No seu conjunto, as informações mencionadas anteriormente apontam para a relevância da avaliação rotineira dos lipídios na mulher climatérica, principalmente na pós-menopausa. Nesta edição da Revista Brasileira de Ginecologia e Obstetrícia, Oliveira et al.15 examinam os fatores de risco associados à dislipidemia em mulheres após a menopausa, incluindo 45 casos (média de idade de 52,1 anos) e 39 controles (média de idade de 52,2 anos), atendidas em ambulatório específico do Sistema Único de Saúde (SUS) em Fortaleza, Ceará. Além das variáveis "idade" e "menopausa", outros fatores de risco analisados para dislipidemia e comparados entre casos e controles foram "sedentarismo" e "circunferência abdominal maior que 88 cm". Associação estatisticamente significativa foi encontrada apenas em relação a esta variável antropométrica.
A possibilidade de dislipidemia familiar não foi analisada pelos autores, mas mutações em um ou múltiplos genes podem estar envolvidas no metabolismo lipídico, principalmente na hipercolesterolemia isolada. Os autores não mencionaram a prevalência da dislipidemia em mulheres brasileiras com mais de 45 anos população na faixa etária dos casos e controles estudados. Ausência deste dado limita a estimativa do tamanho da amostra para estudos com este desenho. Mesmo assumindo prevalência de dislipidemia de 40% nos casos e diferença na ordem de 20% entre casos e controles, o tamanho mínimo da amostra seria de pelo menos 78 indivíduos em cada grupo, para erro alfa de 5% e erro beta de 20%16. As afirmativas dos autores de que a dislipidemia no climatério não parece ter relação com alguns fatores determinantes da dislipidemia na população geral e de que a dislipidemia pode ter ocorrido no climatério de modo independente das calorias ingeridas não têm suporte, já que o estudo incluindo um número pequeno de mulheres tem baixo poder. A associação entre razão-cintura-quadril e DCV negada pelos autores foi, na verdade, documentada (OR=2,6; p=0,03), confirmando resultados de estudos mais robustos.
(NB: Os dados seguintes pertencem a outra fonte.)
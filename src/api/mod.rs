//! Generative-model API integration.
//!
//! This module provides the two clients the dashboard talks to (trading
//! signal and currency news), both sitting on a single [`ModelTransport`]
//! that performs the actual `generateContent` HTTP call.
//!
//! Both clients are infallible by contract: any transport or parsing
//! failure is logged and converted into a safe fallback value.

mod converter;
mod news;
mod signal;
mod transport;
mod types;

pub use converter::{DataConverter, MAX_NEWS_ITEMS};
pub use news::AiNewsClient;
pub use signal::AiSignalClient;
pub use transport::{GeminiTransport, GeminiTransportBuilder, ModelTransport};
pub use types::{
    Candidate, Content, GenerateContentRequest, GenerateContentResponse, GenerationConfig,
    GroundingChunk, GroundingMetadata, Part, Tool, WebSource,
};

#[cfg(test)]
pub use transport::MockModelTransport;

use crate::catalog::{CurrencyPair, Timeframe};
use crate::indicators::IndicatorSnapshot;
use async_trait::async_trait;
use serde::{Deserialize, Serialize};
use std::fmt;

/// Recommended trading action.
#[derive(Debug, Clone, Copy, PartialEq, Eq, Hash, Serialize, Deserialize)]
#[serde(rename_all = "UPPERCASE")]
pub enum SignalAction {
    Buy,
    Sell,
    Hold,
}

impl SignalAction {
    /// All actions, in the order used by the response schema.
    pub const ALL: [SignalAction; 3] = [Self::Buy, Self::Sell, Self::Hold];

    /// Wire/display name.
    pub fn as_str(&self) -> &'static str {
        match self {
            Self::Buy => "BUY",
            Self::Sell => "SELL",
            Self::Hold => "HOLD",
        }
    }

    /// Parse an exact wire name.
    pub fn parse(s: &str) -> Option<Self> {
        Self::ALL.into_iter().find(|a| a.as_str() == s)
    }
}

impl fmt::Display for SignalAction {
    fn fmt(&self, f: &mut fmt::Formatter<'_>) -> fmt::Result {
        f.write_str(self.as_str())
    }
}

/// A trading recommendation with its confidence score.
#[derive(Debug, Clone, Copy, PartialEq, Eq, Serialize, Deserialize)]
pub struct SignalResult {
    pub action: SignalAction,
    /// Integer score in 1..=10.
    pub confidence: u8,
}

impl SignalResult {
    pub const MIN_CONFIDENCE: u8 = 1;
    pub const MAX_CONFIDENCE: u8 = 10;

    /// Create a new signal, rejecting confidence outside 1..=10.
    pub fn new(action: SignalAction, confidence: u8) -> Option<Self> {
        (Self::MIN_CONFIDENCE..=Self::MAX_CONFIDENCE)
            .contains(&confidence)
            .then_some(Self { action, confidence })
    }

    /// The neutral signal used whenever the model cannot be consulted.
    pub fn fallback() -> Self {
        Self {
            action: SignalAction::Hold,
            confidence: Self::MIN_CONFIDENCE,
        }
    }

    /// Check if this is the neutral fallback value.
    pub fn is_fallback(&self) -> bool {
        *self == Self::fallback()
    }
}

impl Default for SignalResult {
    fn default() -> Self {
        Self::fallback()
    }
}

/// A news headline with its source link.
#[derive(Debug, Clone, PartialEq, Eq, Serialize, Deserialize)]
pub struct NewsItem {
    pub title: String,
    /// De-duplication key.
    pub uri: String,
}

impl NewsItem {
    pub fn new(title: impl Into<String>, uri: impl Into<String>) -> Self {
        Self {
            title: title.into(),
            uri: uri.into(),
        }
    }
}

/// Source of trading recommendations.
///
/// Implementations must never fail: anything that goes wrong is reported
/// as [`SignalResult::fallback`].
#[cfg_attr(test, mockall::automock)]
#[async_trait]
pub trait SignalClient: Send + Sync {
    async fn trading_signal(
        &self,
        pair: CurrencyPair,
        timeframe: Timeframe,
        indicators: IndicatorSnapshot,
    ) -> SignalResult;
}

/// Source of news headlines for a pair.
///
/// Implementations must never fail: anything that goes wrong is reported
/// as an empty list.
#[cfg_attr(test, mockall::automock)]
#[async_trait]
pub trait NewsClient: Send + Sync {
    async fn currency_news(&self, pair: CurrencyPair) -> Vec<NewsItem>;
}

#[cfg(test)]
mod tests {
    use super::*;

    #[test]
    fn test_action_round_trips_through_wire_name() {
        for action in SignalAction::ALL {
            assert_eq!(SignalAction::parse(action.as_str()), Some(action));
        }
        assert_eq!(SignalAction::parse("buy"), None);
        assert_eq!(SignalAction::parse("STRONG BUY"), None);
    }

    #[test]
    fn test_action_serde_uses_uppercase() {
        let json = serde_json::to_string(&SignalAction::Sell).unwrap();
        assert_eq!(json, "\"SELL\"");
    }

    #[test]
    fn test_signal_confidence_bounds() {
        assert!(SignalResult::new(SignalAction::Buy, 0).is_none());
        assert!(SignalResult::new(SignalAction::Buy, 11).is_none());
        assert_eq!(
            SignalResult::new(SignalAction::Buy, 10).map(|s| s.confidence),
            Some(10)
        );
    }

    #[test]
    fn test_fallback_is_hold_one() {
        let fallback = SignalResult::fallback();
        assert_eq!(fallback.action, SignalAction::Hold);
        assert_eq!(fallback.confidence, 1);
        assert!(fallback.is_fallback());
        assert!(!SignalResult::new(SignalAction::Hold, 2).unwrap().is_fallback());
    }
}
A maior fraqueza do estudo comentado aqui é o pequeno número de indivíduos incluídos nos dois grupos. O impacto do estudo sobre o tema na prática clínica é pequeno, mas destaca bem a necessidade de mais estudos epidemiológicos nessa população, neste tópico, no país. Os autores recomendam acertadamente a verificação dos lipídios na rotina da assistência à mulher pós-menopausa em todas as esferas da atividade médica no país. Há que se desenhar estudos focando a nossa realidade e os nossos costumes. Assim, será possível fazer análise comparativa com outros países e propor medidas corretas aos dirigentes do sistema de Saúde brasileiro. Pela dimensão do impacto da hiperlipidemia na DCV em todo mundo, é importante que qualquer profissional de Saúde tenha conhecimento das recomendações atuais para rastreamento dos lipídios11. Os ginecologistas, em particular, sendo clínicos da mulher, devem garantir que todos os fatores de risco para DCV sejam focados na rotina de suas ações assistencialistas. Na verdade, o ginecologista deve assistir a mulher nesta parte da vida com visão ampla, incluindo tópicos como a educação para atividade física individualizada e regular, educação dietética e, eventualmente, terapia hormonal de acordo com as indicações aceitas atualmente, balanceada com a diminuição gradual da produção ovariana dos esteróides sexuais.